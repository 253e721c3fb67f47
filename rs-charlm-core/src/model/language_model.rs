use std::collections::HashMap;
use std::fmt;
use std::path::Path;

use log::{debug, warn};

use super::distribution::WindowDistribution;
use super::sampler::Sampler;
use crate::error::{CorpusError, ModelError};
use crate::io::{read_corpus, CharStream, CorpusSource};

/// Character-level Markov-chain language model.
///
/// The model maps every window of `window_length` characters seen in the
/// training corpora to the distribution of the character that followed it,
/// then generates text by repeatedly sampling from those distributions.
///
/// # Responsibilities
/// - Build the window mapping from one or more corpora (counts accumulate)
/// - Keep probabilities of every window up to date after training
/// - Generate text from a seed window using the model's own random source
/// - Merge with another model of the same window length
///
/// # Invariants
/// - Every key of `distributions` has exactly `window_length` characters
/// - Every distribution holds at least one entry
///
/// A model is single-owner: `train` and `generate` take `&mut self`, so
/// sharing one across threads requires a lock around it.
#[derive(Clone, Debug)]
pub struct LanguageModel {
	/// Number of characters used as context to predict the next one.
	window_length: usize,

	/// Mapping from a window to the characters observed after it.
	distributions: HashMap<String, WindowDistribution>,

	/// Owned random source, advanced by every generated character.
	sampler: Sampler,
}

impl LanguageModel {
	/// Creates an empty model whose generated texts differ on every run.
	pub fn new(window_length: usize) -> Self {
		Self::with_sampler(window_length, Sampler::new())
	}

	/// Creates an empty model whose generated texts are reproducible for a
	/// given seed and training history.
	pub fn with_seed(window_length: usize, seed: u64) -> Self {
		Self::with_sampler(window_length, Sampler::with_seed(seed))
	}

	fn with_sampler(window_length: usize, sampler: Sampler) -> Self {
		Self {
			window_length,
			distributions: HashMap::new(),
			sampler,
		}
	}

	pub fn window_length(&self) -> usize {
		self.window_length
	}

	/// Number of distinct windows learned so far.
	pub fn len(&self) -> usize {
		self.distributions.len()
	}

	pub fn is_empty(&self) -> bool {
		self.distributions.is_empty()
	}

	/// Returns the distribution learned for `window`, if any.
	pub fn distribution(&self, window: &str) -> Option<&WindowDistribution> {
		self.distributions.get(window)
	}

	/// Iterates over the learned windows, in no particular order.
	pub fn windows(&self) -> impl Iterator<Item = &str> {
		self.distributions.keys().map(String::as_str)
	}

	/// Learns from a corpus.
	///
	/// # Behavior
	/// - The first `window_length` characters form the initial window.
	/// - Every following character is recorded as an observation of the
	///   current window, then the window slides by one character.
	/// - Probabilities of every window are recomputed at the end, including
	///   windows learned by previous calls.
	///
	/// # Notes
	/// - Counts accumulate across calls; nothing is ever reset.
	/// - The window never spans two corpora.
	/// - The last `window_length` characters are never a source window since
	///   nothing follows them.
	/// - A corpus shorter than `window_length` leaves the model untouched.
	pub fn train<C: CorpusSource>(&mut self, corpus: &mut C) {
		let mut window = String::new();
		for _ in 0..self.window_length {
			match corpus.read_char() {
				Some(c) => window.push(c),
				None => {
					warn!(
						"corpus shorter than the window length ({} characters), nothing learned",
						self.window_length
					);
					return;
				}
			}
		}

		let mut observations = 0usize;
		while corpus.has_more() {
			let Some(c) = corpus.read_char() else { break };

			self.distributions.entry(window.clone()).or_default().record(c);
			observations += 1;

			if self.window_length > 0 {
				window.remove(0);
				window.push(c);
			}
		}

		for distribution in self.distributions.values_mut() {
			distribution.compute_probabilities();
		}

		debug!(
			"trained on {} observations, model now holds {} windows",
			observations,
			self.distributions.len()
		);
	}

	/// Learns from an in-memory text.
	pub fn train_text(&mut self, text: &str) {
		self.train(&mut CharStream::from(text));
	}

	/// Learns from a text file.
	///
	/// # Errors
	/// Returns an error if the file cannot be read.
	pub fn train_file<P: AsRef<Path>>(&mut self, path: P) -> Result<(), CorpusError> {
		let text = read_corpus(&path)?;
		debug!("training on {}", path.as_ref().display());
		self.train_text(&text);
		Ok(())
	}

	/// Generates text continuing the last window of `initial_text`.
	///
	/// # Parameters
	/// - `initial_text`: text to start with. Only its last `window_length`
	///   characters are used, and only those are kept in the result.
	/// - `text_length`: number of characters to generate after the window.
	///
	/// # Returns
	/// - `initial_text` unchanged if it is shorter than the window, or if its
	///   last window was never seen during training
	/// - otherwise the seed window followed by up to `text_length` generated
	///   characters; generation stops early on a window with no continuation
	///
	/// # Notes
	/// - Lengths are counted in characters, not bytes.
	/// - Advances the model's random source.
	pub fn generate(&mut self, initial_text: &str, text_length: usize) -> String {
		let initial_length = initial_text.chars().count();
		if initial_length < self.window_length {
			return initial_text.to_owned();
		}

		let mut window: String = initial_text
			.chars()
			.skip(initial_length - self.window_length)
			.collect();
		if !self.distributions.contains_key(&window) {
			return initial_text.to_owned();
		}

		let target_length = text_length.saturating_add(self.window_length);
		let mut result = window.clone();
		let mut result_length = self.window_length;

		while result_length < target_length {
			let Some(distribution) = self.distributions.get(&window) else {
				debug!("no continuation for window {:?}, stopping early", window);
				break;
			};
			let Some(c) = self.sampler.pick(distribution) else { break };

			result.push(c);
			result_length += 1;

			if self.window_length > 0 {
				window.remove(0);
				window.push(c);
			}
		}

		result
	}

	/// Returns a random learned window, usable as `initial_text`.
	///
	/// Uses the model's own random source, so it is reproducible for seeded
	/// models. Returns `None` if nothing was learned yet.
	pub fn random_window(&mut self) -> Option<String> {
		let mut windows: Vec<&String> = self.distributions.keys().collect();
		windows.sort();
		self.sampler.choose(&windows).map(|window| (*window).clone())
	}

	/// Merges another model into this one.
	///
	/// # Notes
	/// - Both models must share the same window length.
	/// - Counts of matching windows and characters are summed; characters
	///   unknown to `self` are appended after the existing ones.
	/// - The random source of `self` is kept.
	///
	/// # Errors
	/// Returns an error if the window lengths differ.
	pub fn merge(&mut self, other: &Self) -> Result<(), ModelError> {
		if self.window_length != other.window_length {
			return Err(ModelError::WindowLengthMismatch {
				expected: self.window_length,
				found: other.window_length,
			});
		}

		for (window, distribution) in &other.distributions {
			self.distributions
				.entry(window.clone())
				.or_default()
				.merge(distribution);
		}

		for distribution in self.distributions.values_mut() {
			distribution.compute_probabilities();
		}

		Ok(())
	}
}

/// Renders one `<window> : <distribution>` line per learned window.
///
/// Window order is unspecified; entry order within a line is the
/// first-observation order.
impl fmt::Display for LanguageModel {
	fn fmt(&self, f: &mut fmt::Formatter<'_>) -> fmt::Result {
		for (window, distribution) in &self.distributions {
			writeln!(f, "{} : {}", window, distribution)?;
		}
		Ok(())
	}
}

WHAT YOU NEED TO DO:
Go through the listing and copy each line with the string "those".

RESPONSE FOR THIS EXERCISE:
/// then generates text by repeatedly sampling from those distributions.
	///   characters are used, and only those are kept in the result.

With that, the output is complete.